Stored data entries
——————
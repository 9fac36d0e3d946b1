//! Error types for the request broker.
//!
//! # Design
//! Only programming errors by the issuer escape synchronously: an empty URL
//! or a payload value that cannot be form-encoded. Everything that happens
//! on the wire is normalized into the canned network-error callback and
//! never surfaces as a Rust error.

use thiserror::Error;

/// A payload could not be converted into a form body.
#[derive(Debug, Error, PartialEq, Eq)]
pub enum EncodeError {
    /// The value under `key` has no text form (null, array or object).
    #[error("payload value for `{key}` cannot be stringified ({kind})")]
    Unstringifiable { key: String, kind: &'static str },
}

/// Errors returned synchronously by `RequestBroker::issue_*`.
#[derive(Debug, Error)]
pub enum BrokerError {
    /// The request URL was empty.
    #[error("request url is empty")]
    EmptyUrl,

    /// The POST payload could not be encoded; nothing was sent.
    #[error(transparent)]
    Encode(#[from] EncodeError),
}

/// Errors loading a `BrokerConfig`.
#[derive(Debug, Error)]
pub enum ConfigError {
    #[error("failed to read config file: {0}")]
    Io(#[from] std::io::Error),

    #[error("failed to parse config: {0}")]
    Parse(#[from] serde_json::Error),

    #[error("config has no `{0}`")]
    Missing(&'static str),
}

/// A response body could not be decoded by a callback adapter.
#[derive(Debug, Error)]
pub enum DecodeError {
    #[error("response is not valid JSON: {0}")]
    Json(#[from] serde_json::Error),

    #[error("response is not a JSON object")]
    NotAnObject,
}

#[cfg(test)]
mod tests {
    use super::*;

    #[test]
    fn encode_error_names_the_key() {
        let err = EncodeError::Unstringifiable {
            key: "tags".to_string(),
            kind: "array",
        };
        assert_eq!(
            err.to_string(),
            "payload value for `tags` cannot be stringified (array)"
        );
    }

    #[test]
    fn broker_error_wraps_encode_error_transparently() {
        let err: BrokerError = EncodeError::Unstringifiable {
            key: "x".to_string(),
            kind: "null",
        }
        .into();
        assert!(matches!(err, BrokerError::Encode(_)));
        assert!(err.to_string().starts_with("payload value for `x`"));
    }
}
//! Form-urlencoded payload codec.
//!
//! POST bodies are `key=value` pairs joined by `&`, each side escaped with
//! the `application/x-www-form-urlencoded` rules (space becomes `+`,
//! reserved bytes are percent-escaped). Encoding fails as a whole when any
//! value has no text form, so a partially-encoded body is never produced.

use serde_json::Value;
use url::form_urlencoded;

use crate::error::EncodeError;

/// A POST payload: field name to JSON-shaped value, in insertion order.
pub type Payload = serde_json::Map<String, Value>;

/// Encode `payload` as a form body.
pub fn encode_form(payload: &Payload) -> Result<String, EncodeError> {
    let mut serializer = form_urlencoded::Serializer::new(String::new());
    for (key, value) in payload {
        let text = stringify(key, value)?;
        serializer.append_pair(key, &text);
    }
    Ok(serializer.finish())
}

/// Decode a form body back into its pairs.
pub fn decode_form(body: &str) -> Vec<(String, String)> {
    form_urlencoded::parse(body.as_bytes())
        .map(|(k, v)| (k.into_owned(), v.into_owned()))
        .collect()
}

fn stringify(key: &str, value: &Value) -> Result<String, EncodeError> {
    let kind = match value {
        Value::String(s) => return Ok(s.clone()),
        Value::Number(n) => return Ok(n.to_string()),
        Value::Bool(b) => return Ok(b.to_string()),
        Value::Null => "null",
        Value::Array(_) => "array",
        Value::Object(_) => "object",
    };
    Err(EncodeError::Unstringifiable {
        key: key.to_string(),
        kind,
    })
}

#[cfg(test)]
mod tests {
    use super::*;
    use serde_json::json;

    fn payload(value: Value) -> Payload {
        value.as_object().cloned().unwrap()
    }

    #[test]
    fn encodes_pairs_in_insertion_order() {
        let body = encode_form(&payload(json!({"user": "ada", "level": 7, "vip": true}))).unwrap();
        assert_eq!(body, "user=ada&level=7&vip=true");
    }

    #[test]
    fn reserved_characters_survive_a_standard_decoder() {
        let original = "a&b=c d+e%f?";
        let body = encode_form(&payload(json!({"note": original}))).unwrap();
        assert!(!body.contains(' '));
        assert_eq!(body.matches('&').count(), 0);
        assert_eq!(decode_form(&body), vec![("note".to_string(), original.to_string())]);
    }

    #[test]
    fn keys_are_escaped_too() {
        let body = encode_form(&payload(json!({"a b": "1"}))).unwrap();
        assert_eq!(body, "a+b=1");
    }

    #[test]
    fn empty_payload_encodes_to_empty_body() {
        assert_eq!(encode_form(&Payload::new()).unwrap(), "");
    }

    #[test]
    fn null_value_fails_fast() {
        let err = encode_form(&payload(json!({"ok": "1", "missing": null}))).unwrap_err();
        assert_eq!(
            err,
            EncodeError::Unstringifiable {
                key: "missing".to_string(),
                kind: "null"
            }
        );
    }

    #[test]
    fn nested_values_are_rejected() {
        assert!(encode_form(&payload(json!({"items": [1, 2]}))).is_err());
        assert!(encode_form(&payload(json!({"inner": {"a": 1}}))).is_err());
    }

    #[test]
    fn unicode_values_round_trip() {
        let body = encode_form(&payload(json!({"name": "Zoë ✓"}))).unwrap();
        assert_eq!(decode_form(&body)[0].1, "Zoë ✓");
    }
}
——————
Among the entries above, find the line with "pub type Payload" and the line with "for (key, value)"; give again exactly these two lines and all lines between them.

pub type Payload = serde_json::Map<String, Value>;

/// Encode `payload` as a form body.
pub fn encode_form(payload: &Payload) -> Result<String, EncodeError> {
    let mut serializer = form_urlencoded::Serializer::new(String::new());
    for (key, value) in payload {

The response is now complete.